# Collection entries:
▼▼▼

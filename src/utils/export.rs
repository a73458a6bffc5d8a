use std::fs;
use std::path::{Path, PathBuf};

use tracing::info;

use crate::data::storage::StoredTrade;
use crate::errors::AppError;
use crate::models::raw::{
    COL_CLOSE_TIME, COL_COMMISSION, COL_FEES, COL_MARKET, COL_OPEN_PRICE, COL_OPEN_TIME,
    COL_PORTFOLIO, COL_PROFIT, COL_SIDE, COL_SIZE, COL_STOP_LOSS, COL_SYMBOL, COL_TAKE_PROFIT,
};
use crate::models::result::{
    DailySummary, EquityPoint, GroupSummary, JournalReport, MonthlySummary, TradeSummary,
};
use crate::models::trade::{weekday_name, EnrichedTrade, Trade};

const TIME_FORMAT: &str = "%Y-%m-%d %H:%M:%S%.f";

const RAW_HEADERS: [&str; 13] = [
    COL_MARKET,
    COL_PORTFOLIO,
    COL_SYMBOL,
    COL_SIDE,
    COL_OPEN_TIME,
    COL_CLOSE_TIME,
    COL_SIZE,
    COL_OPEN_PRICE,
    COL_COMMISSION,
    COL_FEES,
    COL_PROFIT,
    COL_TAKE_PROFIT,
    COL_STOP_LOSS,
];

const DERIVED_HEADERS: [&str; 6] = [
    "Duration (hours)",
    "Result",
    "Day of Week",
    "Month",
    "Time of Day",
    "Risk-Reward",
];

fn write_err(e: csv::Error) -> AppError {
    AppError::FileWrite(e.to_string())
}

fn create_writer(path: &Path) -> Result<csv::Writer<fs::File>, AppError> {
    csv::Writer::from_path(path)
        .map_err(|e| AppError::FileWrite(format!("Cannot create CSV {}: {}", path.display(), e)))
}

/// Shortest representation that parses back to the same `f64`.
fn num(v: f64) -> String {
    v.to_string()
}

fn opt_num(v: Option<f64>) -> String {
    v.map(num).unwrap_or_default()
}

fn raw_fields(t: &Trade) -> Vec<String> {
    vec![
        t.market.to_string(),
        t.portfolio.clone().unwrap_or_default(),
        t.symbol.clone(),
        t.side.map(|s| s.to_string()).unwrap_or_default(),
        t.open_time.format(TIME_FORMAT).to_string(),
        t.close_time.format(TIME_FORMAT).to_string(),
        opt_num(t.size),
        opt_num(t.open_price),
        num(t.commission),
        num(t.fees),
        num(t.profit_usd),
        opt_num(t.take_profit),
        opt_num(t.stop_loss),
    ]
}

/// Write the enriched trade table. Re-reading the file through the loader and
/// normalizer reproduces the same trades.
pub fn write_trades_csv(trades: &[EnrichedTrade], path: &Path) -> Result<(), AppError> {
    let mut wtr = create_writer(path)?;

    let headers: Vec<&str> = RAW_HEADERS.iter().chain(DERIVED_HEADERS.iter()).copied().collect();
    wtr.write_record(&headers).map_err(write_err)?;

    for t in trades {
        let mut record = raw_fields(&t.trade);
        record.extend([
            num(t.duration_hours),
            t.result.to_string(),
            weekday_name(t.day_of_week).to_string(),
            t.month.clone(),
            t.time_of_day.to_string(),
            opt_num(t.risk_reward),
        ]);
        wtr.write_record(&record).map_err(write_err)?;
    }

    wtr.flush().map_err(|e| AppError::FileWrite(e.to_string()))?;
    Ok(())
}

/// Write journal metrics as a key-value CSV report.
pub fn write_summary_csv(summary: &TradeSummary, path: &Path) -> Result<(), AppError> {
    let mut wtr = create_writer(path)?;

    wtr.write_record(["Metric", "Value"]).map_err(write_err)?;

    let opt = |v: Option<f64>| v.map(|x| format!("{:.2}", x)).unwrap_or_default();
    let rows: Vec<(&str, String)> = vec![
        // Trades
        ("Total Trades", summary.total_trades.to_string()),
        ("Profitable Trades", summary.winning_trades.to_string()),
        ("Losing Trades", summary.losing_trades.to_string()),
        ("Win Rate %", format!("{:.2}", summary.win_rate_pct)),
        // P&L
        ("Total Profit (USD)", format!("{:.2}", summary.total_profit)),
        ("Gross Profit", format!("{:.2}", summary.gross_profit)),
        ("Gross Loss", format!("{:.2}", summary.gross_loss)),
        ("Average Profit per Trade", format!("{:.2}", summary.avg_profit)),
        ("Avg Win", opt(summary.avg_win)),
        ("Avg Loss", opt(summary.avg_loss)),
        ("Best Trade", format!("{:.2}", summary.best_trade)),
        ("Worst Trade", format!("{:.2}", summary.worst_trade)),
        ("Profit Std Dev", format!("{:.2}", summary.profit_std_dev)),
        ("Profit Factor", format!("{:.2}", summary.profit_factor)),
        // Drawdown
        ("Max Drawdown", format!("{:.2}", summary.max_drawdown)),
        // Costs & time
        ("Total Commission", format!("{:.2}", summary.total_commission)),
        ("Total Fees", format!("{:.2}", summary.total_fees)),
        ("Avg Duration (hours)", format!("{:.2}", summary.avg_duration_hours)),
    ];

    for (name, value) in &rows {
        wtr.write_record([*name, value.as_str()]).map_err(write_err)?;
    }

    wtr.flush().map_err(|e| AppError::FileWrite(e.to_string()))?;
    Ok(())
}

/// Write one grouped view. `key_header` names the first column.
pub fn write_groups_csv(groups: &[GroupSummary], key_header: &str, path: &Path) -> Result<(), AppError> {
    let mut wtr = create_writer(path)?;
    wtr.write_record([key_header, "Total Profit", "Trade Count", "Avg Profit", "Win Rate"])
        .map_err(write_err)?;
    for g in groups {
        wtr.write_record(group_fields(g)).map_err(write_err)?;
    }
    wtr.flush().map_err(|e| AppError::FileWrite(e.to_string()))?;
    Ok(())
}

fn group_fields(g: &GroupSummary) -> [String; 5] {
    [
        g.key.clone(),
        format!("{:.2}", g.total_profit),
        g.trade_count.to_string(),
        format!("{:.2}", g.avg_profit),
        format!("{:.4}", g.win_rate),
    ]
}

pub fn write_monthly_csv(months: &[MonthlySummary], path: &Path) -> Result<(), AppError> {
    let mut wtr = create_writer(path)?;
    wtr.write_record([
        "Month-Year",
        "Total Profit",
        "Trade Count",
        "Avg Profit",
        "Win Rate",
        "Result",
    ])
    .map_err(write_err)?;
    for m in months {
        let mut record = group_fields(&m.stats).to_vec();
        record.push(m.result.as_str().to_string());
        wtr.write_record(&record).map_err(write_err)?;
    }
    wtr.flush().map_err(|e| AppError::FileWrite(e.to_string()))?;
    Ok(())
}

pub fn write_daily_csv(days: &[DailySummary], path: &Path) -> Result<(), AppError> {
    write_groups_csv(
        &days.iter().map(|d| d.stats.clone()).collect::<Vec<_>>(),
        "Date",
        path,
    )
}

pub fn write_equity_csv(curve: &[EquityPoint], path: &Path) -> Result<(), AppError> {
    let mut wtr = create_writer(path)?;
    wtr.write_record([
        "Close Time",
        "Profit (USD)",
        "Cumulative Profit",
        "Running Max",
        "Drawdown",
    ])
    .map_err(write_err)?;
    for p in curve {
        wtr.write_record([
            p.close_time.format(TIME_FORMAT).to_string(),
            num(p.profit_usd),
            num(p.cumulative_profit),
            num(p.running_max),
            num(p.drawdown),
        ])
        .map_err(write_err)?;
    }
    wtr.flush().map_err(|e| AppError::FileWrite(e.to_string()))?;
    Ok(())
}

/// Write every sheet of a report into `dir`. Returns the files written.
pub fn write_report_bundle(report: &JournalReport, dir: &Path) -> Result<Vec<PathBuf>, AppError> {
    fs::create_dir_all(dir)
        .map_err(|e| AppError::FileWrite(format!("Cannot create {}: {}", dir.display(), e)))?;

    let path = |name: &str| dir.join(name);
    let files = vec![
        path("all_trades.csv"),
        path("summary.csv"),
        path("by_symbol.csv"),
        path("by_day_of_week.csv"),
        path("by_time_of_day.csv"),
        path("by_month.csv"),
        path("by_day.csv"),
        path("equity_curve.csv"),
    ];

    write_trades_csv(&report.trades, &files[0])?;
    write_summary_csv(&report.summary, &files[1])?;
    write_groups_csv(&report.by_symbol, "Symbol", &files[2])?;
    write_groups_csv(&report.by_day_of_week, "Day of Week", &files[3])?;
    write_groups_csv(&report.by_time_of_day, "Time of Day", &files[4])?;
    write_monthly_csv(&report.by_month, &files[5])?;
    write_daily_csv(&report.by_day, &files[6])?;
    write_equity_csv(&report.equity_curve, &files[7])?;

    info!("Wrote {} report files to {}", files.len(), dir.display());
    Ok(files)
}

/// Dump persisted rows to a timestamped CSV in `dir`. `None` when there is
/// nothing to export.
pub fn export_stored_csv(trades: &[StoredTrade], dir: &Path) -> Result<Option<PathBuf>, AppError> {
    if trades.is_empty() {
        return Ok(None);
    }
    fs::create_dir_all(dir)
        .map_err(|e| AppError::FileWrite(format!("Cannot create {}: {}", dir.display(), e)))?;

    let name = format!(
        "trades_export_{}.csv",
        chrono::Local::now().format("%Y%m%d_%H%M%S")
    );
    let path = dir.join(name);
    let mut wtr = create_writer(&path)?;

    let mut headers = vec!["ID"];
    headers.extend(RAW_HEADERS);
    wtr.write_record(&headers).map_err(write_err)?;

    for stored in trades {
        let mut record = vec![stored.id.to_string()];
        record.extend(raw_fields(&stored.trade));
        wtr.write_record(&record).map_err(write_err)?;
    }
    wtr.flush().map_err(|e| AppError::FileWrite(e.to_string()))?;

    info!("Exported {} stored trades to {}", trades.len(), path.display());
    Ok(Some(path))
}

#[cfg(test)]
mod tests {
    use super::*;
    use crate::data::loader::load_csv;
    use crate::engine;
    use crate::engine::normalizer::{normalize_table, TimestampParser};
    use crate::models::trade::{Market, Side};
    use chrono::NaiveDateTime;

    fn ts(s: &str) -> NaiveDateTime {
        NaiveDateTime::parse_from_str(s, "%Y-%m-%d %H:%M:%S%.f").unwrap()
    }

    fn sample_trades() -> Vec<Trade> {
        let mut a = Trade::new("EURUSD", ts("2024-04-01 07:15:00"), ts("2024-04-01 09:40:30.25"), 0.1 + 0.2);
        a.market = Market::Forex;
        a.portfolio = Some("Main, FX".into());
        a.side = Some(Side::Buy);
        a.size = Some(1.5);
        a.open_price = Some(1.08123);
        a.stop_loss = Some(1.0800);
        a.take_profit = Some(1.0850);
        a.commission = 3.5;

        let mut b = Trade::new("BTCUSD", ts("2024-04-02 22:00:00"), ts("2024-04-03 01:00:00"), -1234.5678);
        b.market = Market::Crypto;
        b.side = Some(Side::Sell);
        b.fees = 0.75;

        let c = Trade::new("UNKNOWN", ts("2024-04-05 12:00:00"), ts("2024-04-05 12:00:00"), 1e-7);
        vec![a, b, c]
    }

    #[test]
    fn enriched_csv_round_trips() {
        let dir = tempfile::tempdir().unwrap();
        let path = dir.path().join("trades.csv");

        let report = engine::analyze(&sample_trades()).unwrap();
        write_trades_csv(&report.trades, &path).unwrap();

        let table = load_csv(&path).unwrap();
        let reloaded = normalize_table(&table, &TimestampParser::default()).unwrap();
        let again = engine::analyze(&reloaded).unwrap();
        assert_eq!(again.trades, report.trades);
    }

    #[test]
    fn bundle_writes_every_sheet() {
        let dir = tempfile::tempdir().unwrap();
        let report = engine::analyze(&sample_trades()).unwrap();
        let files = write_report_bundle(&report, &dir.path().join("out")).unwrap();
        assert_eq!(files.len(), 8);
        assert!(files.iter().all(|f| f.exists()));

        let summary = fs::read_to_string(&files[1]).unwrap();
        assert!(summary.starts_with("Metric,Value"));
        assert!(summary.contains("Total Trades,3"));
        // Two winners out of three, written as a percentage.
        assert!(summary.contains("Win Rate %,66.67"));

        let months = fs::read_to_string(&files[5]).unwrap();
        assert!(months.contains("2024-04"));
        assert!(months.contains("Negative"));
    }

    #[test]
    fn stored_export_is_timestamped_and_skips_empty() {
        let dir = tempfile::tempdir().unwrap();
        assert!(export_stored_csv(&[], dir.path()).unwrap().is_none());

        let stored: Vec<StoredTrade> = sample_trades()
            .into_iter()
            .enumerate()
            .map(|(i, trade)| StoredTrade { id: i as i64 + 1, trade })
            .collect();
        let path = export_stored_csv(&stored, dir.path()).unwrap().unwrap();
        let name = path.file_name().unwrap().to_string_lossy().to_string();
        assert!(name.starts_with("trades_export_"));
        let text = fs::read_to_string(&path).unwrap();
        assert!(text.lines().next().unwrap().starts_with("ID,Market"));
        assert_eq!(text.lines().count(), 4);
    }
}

▲▲▲

# What you will do:
Among the records above, how many lines carry the string "text"? Reply with the number alone.

# Written solution:
3